**Work required:**
Copy every line in the records below that contains the word "SearchTask".

(Data entries)
========================================================================
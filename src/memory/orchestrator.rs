//! Fan-out of long-term memory work to the user and assistant backends.
//!
//! Retrieval and storage run both backends concurrently when a runtime is
//! available, and sequentially otherwise. Either way a failing backend only
//! empties its own slot; it never fails the turn.

use super::backend::{BackendId, MemoryBackend, MemoryQueryResult, MemoryRecord};
use super::buffer::{FlushHandle, WriteBuffer};
use super::ConversationTurn;
use crate::{Result, TurnkeeperError};
use futures::FutureExt;
use std::panic::AssertUnwindSafe;
use std::sync::Arc;
use std::time::Duration;
use tokio::task::JoinHandle;
use tokio::time::Instant;
use tracing::{debug, warn};

/// How long `store_turn` waits for the backends by default
pub const DEFAULT_STORE_DEADLINE: Duration = Duration::from_secs(5);

type SearchTask = (BackendId, Arc<dyn MemoryBackend>, JoinHandle<Result<Vec<MemoryRecord>>>);
type StoreTask = (BackendId, Arc<dyn MemoryBackend>, JoinHandle<Result<()>>);

/// How the orchestrator schedules the two backends
#[derive(Debug, Clone, Copy, PartialEq, Eq)]
pub enum Strategy {
    /// One task per backend, joined with a deadline
    Concurrent,
    /// One backend after the other
    Sequential,
}

/// Memories retrieved for one query, in fixed slots
#[derive(Debug, Clone, PartialEq)]
pub struct MemoryContext {
    pub user_memories: Vec<MemoryRecord>,
    pub assistant_memories: Vec<MemoryRecord>,
    /// Per-backend outcome, user first
    pub outcomes: [MemoryQueryResult; 2],
}

impl MemoryContext {
    /// Context with nothing in it, as used when memory is unavailable
    pub fn empty() -> Self {
        Self {
            user_memories: Vec::new(),
            assistant_memories: Vec::new(),
            outcomes: [
                MemoryQueryResult::success(BackendId::User, Vec::new()),
                MemoryQueryResult::success(BackendId::Assistant, Vec::new()),
            ],
        }
    }

    fn from_outcomes(user: MemoryQueryResult, assistant: MemoryQueryResult) -> Self {
        Self {
            user_memories: user.items.clone(),
            assistant_memories: assistant.items.clone(),
            outcomes: [user, assistant],
        }
    }

    /// True if at least one backend failed
    pub fn is_degraded(&self) -> bool {
        self.outcomes.iter().any(|o| !o.succeeded)
    }

    /// User memories, one per line, most relevant first
    pub fn user_text(&self) -> String {
        join_memories(&self.user_memories)
    }

    /// Assistant memories, one per line, most relevant first
    pub fn assistant_text(&self) -> String {
        join_memories(&self.assistant_memories)
    }
}

fn join_memories(records: &[MemoryRecord]) -> String {
    records
        .iter()
        .map(|r| r.memory.as_str())
        .collect::<Vec<_>>()
        .join("\n")
}

/// What happened to one stored turn
#[derive(Debug)]
pub struct StoreReport {
    /// Background flush started by the append, if the batch filled up
    pub flush: Option<FlushHandle>,
    pub user_stored: bool,
    pub assistant_stored: bool,
}

/// Per-session coordinator of the write buffer and both memory backends
pub struct MemoryOrchestrator {
    user: Arc<dyn MemoryBackend>,
    assistant: Arc<dyn MemoryBackend>,
    buffer: Arc<WriteBuffer>,
    strategy: Strategy,
    store_deadline: Duration,
}

impl MemoryOrchestrator {
    pub fn new(
        user: Arc<dyn MemoryBackend>,
        assistant: Arc<dyn MemoryBackend>,
        buffer: Arc<WriteBuffer>,
        strategy: Strategy,
    ) -> Self {
        Self {
            user,
            assistant,
            buffer,
            strategy,
            store_deadline: DEFAULT_STORE_DEADLINE,
        }
    }

    /// Bound how long `store_turn` waits for the backends. A store that is
    /// still running at the deadline keeps going in the background.
    pub fn with_store_deadline(mut self, deadline: Duration) -> Self {
        self.store_deadline = deadline;
        self
    }

    pub fn buffer(&self) -> &Arc<WriteBuffer> {
        &self.buffer
    }

    fn backends(&self) -> [(BackendId, Arc<dyn MemoryBackend>); 2] {
        [
            (BackendId::User, self.user.clone()),
            (BackendId::Assistant, self.assistant.clone()),
        ]
    }

    /// Concurrent scheduling needs a runtime to spawn onto
    fn effective_strategy(&self) -> Strategy {
        match self.strategy {
            Strategy::Concurrent if tokio::runtime::Handle::try_current().is_ok() => {
                Strategy::Concurrent
            }
            Strategy::Concurrent => {
                debug!("No runtime available, running memory backends sequentially");
                Strategy::Sequential
            }
            Strategy::Sequential => Strategy::Sequential,
        }
    }

    /// Search both backends, waiting at most `deadline`.
    ///
    /// A failed or late backend leaves its slot empty. Only when both fail
    /// does this return [`TurnkeeperError::AllBackendsUnavailable`].
    pub async fn fetch_context(&self, query: &str, deadline: Duration) -> Result<MemoryContext> {
        let started = Instant::now();
        let deadline = started + deadline;

        let [user, assistant] = match self.effective_strategy() {
            Strategy::Concurrent => self.fetch_concurrent(query, deadline).await,
            Strategy::Sequential => {
                let mut results = Vec::with_capacity(2);
                for (id, backend) in self.backends() {
                    results.push(search_guarded(id, backend.as_ref(), query, deadline).await);
                }
                into_pair(results)
            }
        };

        for outcome in [&user, &assistant] {
            if let Some(error) = &outcome.error {
                warn!(backend = %outcome.backend, "Memory backend unavailable: {}", error);
            }
        }
        debug!(
            user = user.items.len(),
            assistant = assistant.items.len(),
            elapsed_ms = started.elapsed().as_millis() as u64,
            "Memory retrieval finished"
        );

        if !user.succeeded && !assistant.succeeded {
            return Err(TurnkeeperError::AllBackendsUnavailable {
                user: user.error.unwrap_or_default(),
                assistant: assistant.error.unwrap_or_default(),
            });
        }
        Ok(MemoryContext::from_outcomes(user, assistant))
    }

    async fn fetch_concurrent(&self, query: &str, deadline: Instant) -> [MemoryQueryResult; 2] {
        let spawned: Vec<SearchTask> = self
            .backends()
            .into_iter()
            .map(|(id, backend)| {
                let task_backend = backend.clone();
                let task_query = query.to_string();
                let handle = tokio::spawn(async move { task_backend.search(&task_query).await });
                (id, backend, handle)
            })
            .collect();

        let mut results = Vec::with_capacity(2);
        for (id, backend, handle) in spawned {
            let abort = handle.abort_handle();
            let outcome = match tokio::time::timeout_at(deadline, handle).await {
                Err(_) => {
                    abort.abort();
                    MemoryQueryResult::failure(id, "deadline exceeded")
                }
                Ok(Ok(Ok(items))) => MemoryQueryResult::success(id, items),
                Ok(Ok(Err(e))) => MemoryQueryResult::failure(id, e.to_string()),
                Ok(Err(join_error)) => {
                    warn!(
                        backend = %id,
                        "Concurrent search failed ({}), retrying sequentially",
                        join_error
                    );
                    search_guarded(id, backend.as_ref(), query, deadline).await
                }
            };
            results.push(outcome);
        }
        into_pair(results)
    }

    /// Queue `turn` for the warehouse, then store it in both backends.
    ///
    /// The append happens first and never waits on I/O; backend failures are
    /// logged and reported, never returned. Only a failed append is an error.
    /// The backends get at most the store deadline; a late one counts as
    /// not stored.
    pub async fn store_turn(&self, turn: ConversationTurn) -> Result<StoreReport> {
        let flush = self.buffer.append(turn.clone())?;
        let turn = Arc::new(turn);
        let deadline = Instant::now() + self.store_deadline;

        let [user_stored, assistant_stored] = match self.effective_strategy() {
            Strategy::Concurrent => self.store_concurrent(&turn, deadline).await,
            Strategy::Sequential => {
                let mut stored = [false; 2];
                for (slot, (id, backend)) in self.backends().into_iter().enumerate() {
                    stored[slot] = store_guarded(id, backend.as_ref(), &turn, deadline).await;
                }
                stored
            }
        };

        Ok(StoreReport {
            flush,
            user_stored,
            assistant_stored,
        })
    }

    async fn store_concurrent(&self, turn: &Arc<ConversationTurn>, deadline: Instant) -> [bool; 2] {
        let spawned: Vec<StoreTask> = self
            .backends()
            .into_iter()
            .map(|(id, backend)| {
                let task_backend = backend.clone();
                let task_turn = turn.clone();
                let handle = tokio::spawn(async move { task_backend.store(&task_turn).await });
                (id, backend, handle)
            })
            .collect();

        let mut stored = [false; 2];
        for (slot, (id, backend, handle)) in spawned.into_iter().enumerate() {
            stored[slot] = match tokio::time::timeout_at(deadline, handle).await {
                Err(_) => {
                    warn!(backend = %id, "Long-term memory store still running, not waiting");
                    false
                }
                Ok(Ok(Ok(()))) => true,
                Ok(Ok(Err(e))) => {
                    warn!(backend = %id, "Failed to store turn in long-term memory: {}", e);
                    false
                }
                Ok(Err(join_error)) => {
                    warn!(
                        backend = %id,
                        "Concurrent store failed ({}), retrying sequentially",
                        join_error
                    );
                    store_guarded(id, backend.as_ref(), turn, deadline).await
                }
            };
        }
        stored
    }
}

fn into_pair(results: Vec<MemoryQueryResult>) -> [MemoryQueryResult; 2] {
    let mut results = results.into_iter();
    let user = results
        .next()
        .unwrap_or_else(|| MemoryQueryResult::failure(BackendId::User, "no result"));
    let assistant = results
        .next()
        .unwrap_or_else(|| MemoryQueryResult::failure(BackendId::Assistant, "no result"));
    [user, assistant]
}

/// Sequential search with the deadline applied and panics contained
async fn search_guarded(
    id: BackendId,
    backend: &dyn MemoryBackend,
    query: &str,
    deadline: Instant,
) -> MemoryQueryResult {
    let search = AssertUnwindSafe(backend.search(query)).catch_unwind();
    // Timers need a runtime; without one the backend's own timeout applies
    let outcome = if tokio::runtime::Handle::try_current().is_ok() {
        match tokio::time::timeout_at(deadline, search).await {
            Ok(outcome) => outcome,
            Err(_) => return MemoryQueryResult::failure(id, "deadline exceeded"),
        }
    } else {
        search.await
    };
    match outcome {
        Err(_) => MemoryQueryResult::failure(id, "backend panicked"),
        Ok(Ok(items)) => MemoryQueryResult::success(id, items),
        Ok(Err(e)) => MemoryQueryResult::failure(id, e.to_string()),
    }
}

async fn store_guarded(
    id: BackendId,
    backend: &dyn MemoryBackend,
    turn: &ConversationTurn,
    deadline: Instant,
) -> bool {
    let store = AssertUnwindSafe(backend.store(turn)).catch_unwind();
    let outcome = if tokio::runtime::Handle::try_current().is_ok() {
        match tokio::time::timeout_at(deadline, store).await {
            Ok(outcome) => outcome,
            Err(_) => {
                warn!(backend = %id, "Long-term memory store missed its deadline");
                return false;
            }
        }
    } else {
        store.await
    };
    match outcome {
        Ok(Ok(())) => true,
        Ok(Err(e)) => {
            warn!(backend = %id, "Failed to store turn in long-term memory: {}", e);
            false
        }
        Err(_) => {
            warn!(backend = %id, "Memory backend panicked while storing");
            false
        }
    }
}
========================================================================
**The answer:**
type SearchTask = (BackendId, Arc<dyn MemoryBackend>, JoinHandle<Result<Vec<MemoryRecord>>>);
        let spawned: Vec<SearchTask> = self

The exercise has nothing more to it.